Genre: Comedy, Drama

Indie auteur Jim Jarmusch’s new film is about a man called Paterson, who lives in Paterson and drives the Paterson bus. It follows a week in Paterson’s life as he gets up, goes to work, comes home etc. It may sound uninteresting, but Paterson’s ultra-laid-back style and quiet observation of daily life is a perfect antithesis to the blockbuster chaos and is extremely satisfying.

We can all learn something from Paterson. His life, really, isn’t too great. He’s stuck in a dead end job and he lives with his oh too quirky girlfriend Laura (Golshifteh Farahani), endlessly changing her mind about what she wants to do with her life. But he’s unbelievably Zen. As Joe Strummer once said, the mark of a good film is when you come out of it and everybody is acting like the main character – like when you come out of Taxi Driver and everyone’s got their head down like Travis Bickle. It’s been over a week since I watched Paterson and I’m still trying to incorporate Paterson’s Zen into my life. The poems he writes are beautiful, the way he treats everyone is sound. Even when things go wrong (which they inevitably do), he deals with the situations calmly and practically. But at the same time, one wonders how he ended up in this situation. Why hasn’t this great man achieved greater things? Why do his poems never even leave his ‘secret notebook’? It’s an intriguing character study.

At the same time, Paterson is also a study of the city, Paterson. Paterson drives us through it, yes, but he takes care to observe his surroundings when he’s not at work too – his favourite spot at the waterfall, for example. When Paterson is driving the bus, Jarmusch cuts to the passengers, and we observe their clumsy or revealing conversations – ‘I wonder if there are any other anarchists in Paterson.’ ‘Besides us? I doubt it.’ In one scene, Paterson stops walking the dog as he passes the launderette to listen to a young man practising his rapping inside. He waits for the man to finish his verse and shows his respect. It’s a sweet and chilled out moment that we feel privileged to have witnessed.

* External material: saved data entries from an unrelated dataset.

use std::path::PathBuf;
use thiserror::Error;

use crate::job::JobStatus;
use crate::pipeline::Stage;

/// Reasons a submission is rejected before a job exists
#[derive(Debug, Error, PartialEq)]
pub enum SubmitError {
    #[error("text is empty after cleaning")]
    EmptyText,

    #[error("text is {len} characters, limit is {max}")]
    TextTooLong { len: usize, max: usize },

    #[error("unsupported language: {0}")]
    UnsupportedLanguage(String),

    #[error("unsupported voice: {0}")]
    UnsupportedVoice(String),

    #[error("unknown video quality: {0}")]
    UnknownVideoQuality(String),

    #[error("unknown video type: {0}")]
    UnknownVideoType(String),

    #[error("invalid speech rate: {0}")]
    InvalidSpeechRate(String),
}

/// Reasons a pipeline run stops before producing the final artifact
#[derive(Debug, Error)]
pub enum PipelineError {
    #[error("canceled after {stage}")]
    Canceled { stage: Stage },

    #[error("text is empty after cleaning")]
    EmptyText,

    #[error("transcription produced no words")]
    NoTranscription,

    #[error("no background clips of at least {min_secs}s in {dir}")]
    NoBackgroundCandidates { dir: PathBuf, min_secs: f64 },

    #[error("{stage}: transcoder exited with {exit_code:?}; stderr saved to {}", stderr_log.display())]
    Tool {
        stage: Stage,
        exit_code: Option<i32>,
        stderr_log: PathBuf,
    },

    #[error("{stage}: {source:#}")]
    Io {
        stage: Stage,
        #[source]
        source: anyhow::Error,
    },
}

impl PipelineError {
    /// Wrap any error raised while working on `stage`
    pub fn io(stage: Stage, err: anyhow::Error) -> Self {
        PipelineError::Io { stage, source: err }
    }

    /// Stage the pipeline was working toward when it stopped, or the last one reached when canceled
    pub fn stage(&self) -> Stage {
        match self {
            PipelineError::Canceled { stage }
            | PipelineError::Tool { stage, .. }
            | PipelineError::Io { stage, .. } => *stage,
            PipelineError::EmptyText => Stage::TextReceived,
            PipelineError::NoTranscription => Stage::Transcribed,
            PipelineError::NoBackgroundCandidates { .. } => Stage::BackgroundAssembled,
        }
    }
}

/// Misuse of the job store or service
#[derive(Debug, Error)]
pub enum StoreError {
    #[error("job not found: {0}")]
    NotFound(String),

    #[error("job {0} is processing; cancel it first")]
    Busy(String),

    #[error("job {id} cannot go from {from} to {to}")]
    InvalidTransition {
        id: String,
        from: JobStatus,
        to: JobStatus,
    },

    #[error("job {0} has no finished artifact")]
    NotReady(String),

    #[error("job store I/O failed: {0:#}")]
    Io(#[from] anyhow::Error),
}

#[cfg(test)]
mod tests {
    use super::*;
    use anyhow::Context;
    use std::error::Error as _;

    fn failing_read() -> anyhow::Result<String> {
        std::fs::read_to_string("/nonexistent/narrator/chunk.pcm").context("Failed to read chunk samples")
    }

    #[test]
    fn test_pipeline_io_keeps_source_chain() {
        let err = PipelineError::io(Stage::NarrationSynthesized, failing_read().unwrap_err());
        assert_eq!(err.stage(), Stage::NarrationSynthesized);

        let source = err.source().unwrap();
        assert_eq!(source.to_string(), "Failed to read chunk samples");
        let root = source.source().unwrap();
        assert!(root.downcast_ref::<std::io::Error>().is_some());

        let message = err.to_string();
        assert!(message.starts_with("narration_synthesized: Failed to read chunk samples: "));
    }

    #[test]
    fn test_store_io_keeps_source_chain() {
        let err: StoreError = failing_read().unwrap_err().into();
        assert!(matches!(err, StoreError::Io(_)));
        assert_eq!(err.source().unwrap().to_string(), "Failed to read chunk samples");
        assert!(err.to_string().starts_with("job store I/O failed: Failed to read chunk samples: "));
    }
}
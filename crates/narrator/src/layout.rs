use serde::{Deserialize, Serialize};

use crate::glyphs::GlyphWidths;
use crate::text::display_word;

/// One spoken word on the narration timeline, in seconds
#[derive(Debug, Clone, PartialEq, Serialize, Deserialize)]
pub struct WordTiming {
    pub word: String,
    pub start: f64,
    pub end: f64,
}

impl WordTiming {
    pub fn new(word: impl Into<String>, start: f64, end: f64) -> Self {
        Self { word: word.into(), start, end }
    }
}

/// Consecutive words rendered together as one caption
#[derive(Debug, Clone, PartialEq)]
pub struct CaptionLine {
    /// Uppercased display text, words joined by single spaces
    pub text: String,
    pub words: Vec<WordTiming>,
}

impl CaptionLine {
    /// Time window during which the whole line is visible
    pub fn window(&self) -> (f64, f64) {
        let start = self.words.first().map_or(0.0, |w| w.start);
        let end = self.words.last().map_or(start, |w| w.end);
        (start, end)
    }
}

/// Greedy caption packer for a fixed font and pixel budget
#[derive(Debug, Clone)]
pub struct CaptionLayout<'a> {
    glyphs: &'a GlyphWidths,
    budget: f64,
    max_words: Option<usize>,
}

impl<'a> CaptionLayout<'a> {
    pub fn new(glyphs: &'a GlyphWidths, budget: f64) -> Self {
        Self { glyphs, budget, max_words: None }
    }

    /// Additionally cap the number of words per line
    pub fn with_max_words(mut self, max_words: Option<usize>) -> Self {
        self.max_words = max_words.filter(|n| *n > 0);
        self
    }

    /// Rendered width of a word as it appears on screen
    pub fn word_width(&self, word: &str) -> f64 {
        self.glyphs.text_width(&display_word(word))
    }

    /// Rendered width of a line: word widths plus one space between neighbours
    pub fn line_width(&self, words: &[WordTiming]) -> f64 {
        let words_width: f64 = words.iter().map(|w| self.word_width(&w.word)).sum();
        let gaps = words.len().saturating_sub(1) as f64;
        words_width + gaps * self.glyphs.space_width()
    }

    /// Pack words into lines, preserving order
    ///
    /// A word joins the current line while `running + space + word <= budget`.
    /// A word wider than the budget on its own gets a line to itself.
    pub fn pack(&self, words: &[WordTiming]) -> Vec<CaptionLine> {
        let space = self.glyphs.space_width();
        let mut lines = Vec::new();
        let mut current: Vec<WordTiming> = Vec::new();
        let mut running = 0.0;

        for word in words {
            let width = self.word_width(&word.word);
            if !current.is_empty() {
                let fits = running + space + width <= self.budget;
                let room = self.max_words.map_or(true, |max| current.len() < max);
                if fits && room {
                    running += space + width;
                    current.push(word.clone());
                    continue;
                }
                lines.push(make_line(std::mem::take(&mut current)));
            }
            running = width;
            current.push(word.clone());
        }

        if !current.is_empty() {
            lines.push(make_line(current));
        }
        lines
    }
}

fn make_line(words: Vec<WordTiming>) -> CaptionLine {
    let text = words
        .iter()
        .map(|w| display_word(&w.word))
        .collect::<Vec<_>>()
        .join(" ");
    CaptionLine { text, words }
}

/// Move chunk-relative word timings onto the job timeline
pub fn shift_timings(words: &mut [WordTiming], offset: f64) {
    for word in words {
        word.start += offset;
        word.end += offset;
    }
}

Gluing it all together is Paterson‘s wonderful sense of humour. Picture this: a man is crying on the bar, overreacting after his girlfriend has broken up with him. The barman says, ‘you should be an actor’. The man pauses, and then blankly moans, ‘actually, I am an actor.’ Paterson tries to stifle his laughter, but you can see him about to burst. It reminds me of myself during the screening, trying to hold in my laughter just because it’s not a Hollywood designated ‘funny part’ – but the truth is the whole thing just reeks of funny. And it’s not just the dialogue; Jarmusch knows how to subtly use the camera to make us laugh. Like pulling off a simple but effective visual gag by just cutting back and forth between the dog and paintings of the dog on the wall.

Perhaps the sub-plot involving a couple Paterson knows isn’t quite as good as the main story. And sometimes you wonder whether perhaps Paterson and Laura’s lack of chemistry could be put down to a lack of chemistry in the actors rather than purposeful character flaws. But for the most part, you can forget about all that. Paterson is one of the freshest and most understated (almost) masterpieces of the year.